His latest-to-date venture is a natural sequel to the year 2000 "Heaven and Earth" album by the pseudonymous KC ProjeKct X, updated with a shock dose of industrial mayhem filtered through the mind of Trent Reznor, electric Miles Davis at his farthest out, and other alien influences too bizarre and frightening to face in broad daylight. Anyone familiar with the cut-'n'-paste critical beats of Mastelotto's BPM&M project (alongside producer Bill Munyon, a collaborator here as well), or his eclectic local Austin band Mastica (likewise deserving a berth in these Archives) should feel at home listening to the new group's self-titled album.
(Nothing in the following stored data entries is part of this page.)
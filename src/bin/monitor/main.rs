//! Prints every line a response device sends, one `timestamp,line` per row,
//! until interrupted.
//!
//! Example:
//! cargo run --bin monitor --release -- --port /dev/ttyUSB0

use std::error::Error;

use clap::Parser;
use likert::{
    args::MonitorArgs,
    clock::{format_timestamp, Clock, SystemClock},
    config::CaptureConfig,
    device_poller::DevicePoller,
    dummy_device::{DummyConnector, DUMMY_PORT},
    gui::device_selector,
    serial_device::{available_ports, SerialConnector},
    ticker::Ticker,
    transport::DeviceConnector,
};
use log::{info, warn};

fn main() -> Result<(), Box<dyn Error>> {
    env_logger::init();
    let args = MonitorArgs::parse();

    if args.device.list_ports {
        for port in available_ports()? {
            println!("{}", port.to_string_lossy());
        }
        return Ok(());
    }

    let config = args.device.load_config()?;

    if args.device.dummy {
        return monitor(DummyConnector::default(), DUMMY_PORT, &config);
    }

    let port = match &args.device.port {
        Some(port) => port.clone(),
        None => match device_selector(available_ports()?)? {
            Some(path) => path.to_string_lossy().into_owned(),
            None => {
                warn!("no port selected");
                return Ok(());
            }
        },
    };
    monitor(SerialConnector, &port, &config)
}

fn monitor<C: DeviceConnector>(
    mut connector: C,
    port: &str,
    config: &CaptureConfig,
) -> Result<(), Box<dyn Error>> {
    let mut poller = DevicePoller::open(&mut connector, port, &config.device_settings())?;
    let mut ticker = Ticker::new(config.tick_interval(), std::time::Instant::now());
    info!("monitoring {}, polling every {:?}", port, ticker.interval());

    loop {
        ticker.wait();
        // Drain everything that arrived since the last tick
        while let Some(line) = poller.poll() {
            println!("{},{}", format_timestamp(&SystemClock.now()), line);
        }
    }
}
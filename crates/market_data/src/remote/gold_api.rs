use std::time::Duration;

use async_trait::async_trait;
use reqwest::Client;
use serde::Deserialize;

use crate::error::FeedError;
use crate::traits::PriceSource;

const DEFAULT_BASE_URL: &str = "https://www.goldapi.io";

#[derive(Debug, Deserialize)]
pub struct GoldPriceResponse {
    pub price: f64,
}

/// goldapi.io XAU/USD spot price, authenticated with an access-token header.
pub struct GoldApiSource {
    client: Client,
    base_url: String,
    api_key: String,
}

impl GoldApiSource {
    pub fn new(api_key: &str) -> Self {
        Self {
            client: Client::builder()
                .timeout(Duration::from_secs(10))
                .build()
                .expect("Failed to build HTTP client."),
            base_url: DEFAULT_BASE_URL.to_string(),
            api_key: api_key.to_string(),
        }
    }
}

#[async_trait]
impl PriceSource for GoldApiSource {
    fn name(&self) -> &'static str {
        "gold-api"
    }

    async fn fetch_price(&self) -> Result<f64, FeedError> {
        let url = format!("{}/api/XAU/USD", self.base_url);
        let resp = self
            .client
            .get(&url)
            .header("x-access-token", &self.api_key)
            .send()
            .await?;

        let status = resp.status();
        if !status.is_success() {
            return Err(FeedError::Transient(format!("HTTP {status}")));
        }

        let body = resp.json::<GoldPriceResponse>().await?;
        Ok(body.price)
    }
}
use serde::Deserialize;
use serde_json::Value;

use crate::error::FeedError;

/// Envelope of a combined-stream event. `data` stays untyped until the
/// stream name tells us what it is.
#[derive(Debug, Deserialize)]
pub struct RawStreamEvent {
    pub stream: String,
    pub data: Value,
}

/// Payload of a `<symbol>@ticker` stream event. Only the last price is used.
#[derive(Debug, Deserialize)]
pub struct TickerEvent {
    #[serde(rename = "s")]
    pub symbol: String,
    #[serde(rename = "c")]
    pub last_price: String,
}

impl TickerEvent {
    pub fn price(&self) -> Result<f64, FeedError> {
        self.last_price.parse().map_err(|_| {
            FeedError::Malformed(format!("unparseable last price: {}", self.last_price))
        })
    }
}

/// Response of the REST `/api/v3/ticker/price` endpoint.
#[derive(Debug, Deserialize)]
pub struct TickerPriceResponse {
    pub symbol: String,
    pub price: String,
}

impl TickerPriceResponse {
    pub fn price(&self) -> Result<f64, FeedError> {
        self.price
            .parse()
            .map_err(|_| FeedError::Malformed(format!("unparseable price: {}", self.price)))
    }
}

#[cfg(test)]
mod tests {
    use super::*;

    #[test]
    fn ticker_event_parses_the_last_price() {
        let event: TickerEvent =
            serde_json::from_str(r#"{"s":"BTCUSDT","c":"50123.45","o":"49000.00"}"#).unwrap();
        assert_eq!(event.symbol, "BTCUSDT");
        assert_eq!(event.price().unwrap(), 50123.45);
    }

    #[test]
    fn garbage_price_is_malformed() {
        let event = TickerEvent {
            symbol: "BTCUSDT".into(),
            last_price: "not-a-number".into(),
        };
        assert!(matches!(event.price(), Err(FeedError::Malformed(_))));
    }
}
The band moniker conflates the surnames of each player: David KOllar, Pat MAstelloto, and Paolo RAineri, together forming an unorthodox power trio of guitars, drums and trumpet, with Kollar adding the 'electronic textures' that help give the music its unnerving intensity. Credit is also given to a Sound Designer, and with good reason: Raineri's distorted trumpet often becomes analogous to (and indistinguishable from) the wail of an electric guitar, providing an effective substitute for an instrument already anachronistic in modern music making.

At first exposure the album might sound harsh and unsettling, much like the visceral cover art. But there's a living, beating heart inside this malformed beast, and its possible to discern a semblance of actual melody hidden underneath all the fraKctured ambience. Aside from some isolated vocal narration orphaned from an imaginary film-noir soundtrack ("vengeance chokes my I breathing?") the album is entirely instrumental, and largely unscripted. But the implicit song forms do exist, and give the music extra resonance.

It's not a stretch to hear the effort as a preview of one possible future for Progressive Rock, shorn of any retro-symphonic refinement. Which would make it a shame that Mastelotto is back on the KC payroll again. Komara will never enjoy the influence or popularity of King Crimson, but this bastard stepchild of the aging monarch at least inherited all the audacity now dormant in the Crimson court.